Amid the major transformations taking place throughout society, the Company has redefined its Mission as "To create a bright future in harmony with the environment, in collaboration with its customers, based on chemistry" in line with the business environment being faced today. This redefinition incorporates the Company's desire to continuously conduct business in harmony with the environment and to create the future together with its customers as a means of contributing to a sustainable society.

This only becomes possible with the trust and support of shareholders, customers, suppliers, employees, local communities, and all other stakeholders, which the Company believes will connect to sustainable growth and greater corporate value over the medium- to long-term.

Corporate governance comprises a priority issue for management in order for the Company to realize its Mission. The Company therefore recognizes the need to constantly make enhancements. This forms the Company's Basic Concept on corporate governance.

In light of the Corporate Governance Code, the Company's Basic Policy is to respect the rights and equality of shareholders, appropriately cooperate with all stakeholders, achieve a balance between proper disclosure and transparency, maintain the independence of the Board of Directors and enhance the Board's oversight function, accelerate decision-making, clarify responsibility, and strive for constructive dialogue with shareholders.

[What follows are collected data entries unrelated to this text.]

use std::path::{Path, PathBuf};

use serde::{Deserialize, Serialize};

use crate::common::error::Result;
use crate::pipeline::derive::DerivePolicy;

const DEFAULT_CONFIG_PATH: &str = "marquee.toml";
const DEFAULT_WHATS_ON_URL: &str = "https://www.myvue.com/cinema/nottingham/whats-on";

#[derive(Debug, Clone, Default, Serialize, Deserialize)]
#[serde(default)]
pub struct AppConfig {
    pub output: OutputConfig,
    pub derive: DerivePolicy,
    pub sources: SourcesConfig,
    pub logging: LoggingConfig,
}

#[derive(Debug, Clone, Serialize, Deserialize)]
#[serde(default)]
pub struct OutputConfig {
    pub path: PathBuf,
    pub pretty: bool,
}

impl Default for OutputConfig {
    fn default() -> Self {
        Self {
            path: PathBuf::from("public/schedule.json"),
            pretty: true,
        }
    }
}

#[derive(Debug, Clone, Serialize, Deserialize)]
#[serde(default)]
pub struct SourcesConfig {
    pub whats_on_url: String,
    pub showtimes_api_url: Option<String>,
}

impl Default for SourcesConfig {
    fn default() -> Self {
        Self {
            whats_on_url: DEFAULT_WHATS_ON_URL.to_string(),
            showtimes_api_url: None,
        }
    }
}

#[derive(Debug, Clone, Default, Serialize, Deserialize)]
#[serde(default)]
pub struct LoggingConfig {
    /// Log directory; file logging is off when unset.
    pub dir: Option<PathBuf>,
}

impl AppConfig {
    /// Loads the TOML config, falling back to built-in defaults when the
    /// file does not exist. Environment variables override source URLs.
    pub fn load(path: Option<&Path>) -> Result<Self> {
        let path = path
            .map(Path::to_path_buf)
            .unwrap_or_else(|| PathBuf::from(DEFAULT_CONFIG_PATH));
        let mut config = if path.exists() {
            let raw = std::fs::read_to_string(&path)?;
            toml::from_str(&raw)?
        } else {
            Self::default()
        };

        if let Ok(url) = std::env::var("MARQUEE_WHATS_ON_URL") {
            config.sources.whats_on_url = url;
        }
        if let Ok(url) = std::env::var("MARQUEE_SHOWTIMES_API_URL") {
            config.sources.showtimes_api_url = Some(url);
        }
        Ok(config)
    }
}
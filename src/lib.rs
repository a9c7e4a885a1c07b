//! Cinema showtime scraping pipeline: tolerant extraction from unreliable
//! sources, normalization, event derivation against the wall clock, and
//! assembly of an always-valid schedule snapshot.

pub mod apis;
pub mod common;
pub mod config;
pub mod domain;
pub mod infra;
pub mod observability;
pub mod pipeline;

pub use domain::{ScheduleSnapshot, Showing, SourceDocument};
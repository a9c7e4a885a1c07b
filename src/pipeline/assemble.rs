use chrono::Utc;

use super::derive::DerivedEvents;
use crate::domain::{ScheduleSnapshot, Showing};

/// Packages a pipeline run into the output contract. The snapshot is
/// structurally valid no matter what the run produced.
pub fn assemble(source: Option<&str>, showings: Vec<Showing>, derived: DerivedEvents) -> ScheduleSnapshot {
    let today_block = render_today_block(&showings);
    ScheduleSnapshot {
        generated_at: Utc::now(),
        source: source.map(String::from),
        error: None,
        next_starting: derived.next_starting,
        next_finishing: derived.next_finishing,
        today_showings: showings,
        today_block,
    }
}

/// The empty, annotated snapshot published when acquisition or extraction
/// failed outright. Consumers get a valid document either way.
pub fn assemble_failure(source: Option<&str>, error: &str) -> ScheduleSnapshot {
    ScheduleSnapshot {
        generated_at: Utc::now(),
        source: source.map(String::from),
        error: Some(error.to_string()),
        next_starting: None,
        next_finishing: None,
        today_showings: Vec::new(),
        today_block: None,
    }
}

/// Human-readable rendering: one "HH:MM  Title" line per showing, in
/// schedule order.
fn render_today_block(showings: &[Showing]) -> Option<String> {
    if showings.is_empty() {
        return None;
    }
    Some(
        showings
            .iter()
            .map(|showing| format!("{}  {}", showing.start, showing.film))
            .collect::<Vec<_>>()
            .join("\n"),
    )
}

[Reasons for Non-compliance with the Principles of the Corporate Governance Code] Supplementary Principle 4-11-1 [Concept on the Diversity of the Board of Directors]

As described in Principle 3-1- (IV) "Board Policies and Procedures in Appointing/Dismissing Senior Management and Nominating Director Candidates," the Company has made a certain degree of progress in achieving balance and diversity among the Board of Directors as a whole. The Company will investigate means of promoting greater diversity in the future on an ongoing basis.

In terms of the skill matrix, the Board of Directors is currently debating the format of the Board of Directors in light of those changes in the environment that are expected to occur in the future. Tokuyama is investigating a skill matrix that reflects these discussions. The skill matrix is scheduled to be published in the Notice of Convocation of next General Shareholder Meeting.

[Disclosure Based on the Principles of the Corporate Governance Code]

Principle 1-4 [Policy on the Holding of Listed Shares for Purposes Other Than Pure Investment]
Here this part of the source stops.